>>81564773
>No harm in it, the jobs might even pay a bit better.
moar generic sites desu...
>It is here. That's one of the things I don't like about living here, although it isn't that bad.
do u hold the door 4 ppl?
>Don't scare me like that!
apparently it's from the IT crowd! I didn't know that!
>>81565073
>understandable, it can get pretty frustrating sometimes too
it just doesn't interest me that much desu
>>81565073
>one doesn't exactly feel inclined to blend in with people unless they either have to, or they share enough common interests
>neither one fit the moment back there for me
but u don't know their interests...
>yeah it's discouraging at best, tormenting at worst
yeah, the later often happens 2 me
>or maybe there just isn't synergy between you and them, happens a lot more often than you'd think
maybe. I wish i could just befriend them easily
>hence me saying i'd rather be alone on my own than alone in a group
Not me. These threads made me realize that i really want 2 connect with ppl
>>81565233
>>81565233
>went to a grill "party" at one of my classmates house. was an enjoyable time, had some really tasty meat and a great cake. drank some good wine, had some good talks. even one of our teachers showed up, she was very friendly, even showed me some places where i could work at. (which i applied to) sadly we wont have her next year...

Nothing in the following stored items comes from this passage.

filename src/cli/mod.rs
use anyhow::Result;
use clap::{Parser, Subcommand};

pub mod schedule;
pub mod serve;

#[derive(Subcommand)]
enum Command {
    /// Run the API server the embedded form talks to
    Serve {
        /// Set the server host address
        #[arg(long, default_value = "127.0.0.1")]
        host: String,

        /// Set the server port
        #[arg(long, default_value = "2222")]
        port: String,
    },
    /// Create a meeting directly, without the form. Useful for checking a
    /// portal webhook end to end.
    Schedule {
        /// Meeting type shown in the subject ("R1", "R2", ...)
        #[arg(long, default_value = "R1")]
        kind: String,

        /// Start as a datetime-local value, e.g. 2024-06-10T14:00
        #[arg(long)]
        datetime: Option<String>,

        /// Start date, when used together with --time
        #[arg(long)]
        date: Option<String>,

        /// Start time of day, when used together with --date
        #[arg(long)]
        time: Option<String>,

        /// Duration in minutes
        #[arg(long)]
        duration: Option<String>,

        /// Explicit deal id
        #[arg(long)]
        deal_id: Option<String>,

        /// Pasted deal card URL
        #[arg(long)]
        deal_link: Option<String>,

        /// Client email recorded in the description
        #[arg(long)]
        client_email: Option<String>,

        /// Conference link recorded in the description
        #[arg(long)]
        meet_link: Option<String>,

        /// Free-form notes
        #[arg(long)]
        notes: Option<String>,
    },
}

#[derive(Parser)]
#[command(author, version, about, long_about = None)]
#[command(propagate_version = true)]
pub struct Cli {
    #[command(subcommand)]
    command: Option<Command>,
}

pub async fn run() -> Result<()> {
    let args = Cli::parse();

    // Handle each sub command
    match args.command {
        Some(Command::Serve { host, port }) => {
            serve::run(host, port).await;
        }
        Some(Command::Schedule {
            kind,
            datetime,
            date,
            time,
            duration,
            deal_id,
            deal_link,
            client_email,
            meet_link,
            notes,
        }) => {
            let values = crate::scheduling::FormValues {
                kind: Some(kind),
                datetime,
                date,
                time,
                duration,
                deal_id,
                deal_link,
                placement: None,
                client_email,
                meet_link,
                notes,
            };
            schedule::run(values).await?;
        }
        None => {}
    }

    Ok(())
}
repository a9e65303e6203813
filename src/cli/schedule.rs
use std::sync::Arc;

use anyhow::{Result, bail};

use crate::bitrix::RestBridge;
use crate::core::AppConfig;
use crate::scheduling::{FormValues, OperationOutcome, Orchestrator};

pub async fn run(values: FormValues) -> Result<()> {
    let config = AppConfig::default();
    let bridge = Arc::new(RestBridge::new(&config.bitrix_webhook_url));
    let orchestrator = Orchestrator::new(bridge, config.variant);

    let user_id = orchestrator.connect().await?;
    println!("Connected to the portal as user {}", user_id);

    match orchestrator.handle_submit(&values).await {
        OperationOutcome::CalendarAndActivity { deal_id } => {
            println!("Created the calendar event and an activity on deal #{}", deal_id);
        }
        OperationOutcome::CalendarOnly => {
            println!("Created the calendar event. No deal reference, so no CRM activity.");
        }
        OperationOutcome::Failed { message } => bail!(message),
    }

    Ok(())
}
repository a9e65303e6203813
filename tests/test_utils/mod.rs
//! Test utilities for integration tests
use std::sync::{Arc, RwLock};

use axum::Router;
use mockito::ServerGuard;

use agendar::api::AppState;
use agendar::api::app;
use agendar::bitrix::RestBridge;
use agendar::core::{AppConfig, FormVariant};
use agendar::scheduling::Orchestrator;

/// Creates a test application router wired to a mockito stand-in for the
/// portal. The guard must be kept alive for the duration of the test or
/// the mocked endpoints disappear.
///
/// The acting user is pre-resolved as user 1, as if the host session had
/// already reported ready.
pub async fn test_app(variant: FormVariant) -> (Router, ServerGuard) {
    let (router, server, orchestrator) = test_app_disconnected(variant).await;
    orchestrator.host_ready(1);
    (router, server)
}

/// Same as [`test_app`] but without a resolved acting user, for exercising
/// the host-ready flow itself. Also hands back the orchestrator.
pub async fn test_app_disconnected(
    variant: FormVariant,
) -> (Router, ServerGuard, Arc<Orchestrator>) {
    let server = mockito::Server::new_async().await;

    let config = AppConfig {
        bitrix_webhook_url: server.url(),
        variant,
    };

    let bridge = Arc::new(RestBridge::new(&config.bitrix_webhook_url));
    let orchestrator = Arc::new(Orchestrator::new(bridge, config.variant));

    let app_state = AppState::new(orchestrator.clone(), config);
    let router = app(Arc::new(RwLock::new(app_state)));
    (router, server, orchestrator)
}
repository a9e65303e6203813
use crate::api;
use crate::core::AppConfig;

pub async fn run(host: String, port: String) {
    let config = AppConfig::default();
    api::serve(host, port, config).await;
}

i am glad u enjoyed ur time there! Will u b heading 2 a similar gathering if one ever happens again?
>...probably not your dad
yeah... Maybe he misunderstood what le shrink said...
>unfortunately, nothing in life is guaranteed to happen. not everyone gets tough enough, not everyone is able to make something out of their suffering.
I wish i could help them somehow
>>81565554
>It's fancier, I think. Although the true reason is that this is the term I happen to like more.
i'll call u a malewife then! Is randal the malehusband 2 u then?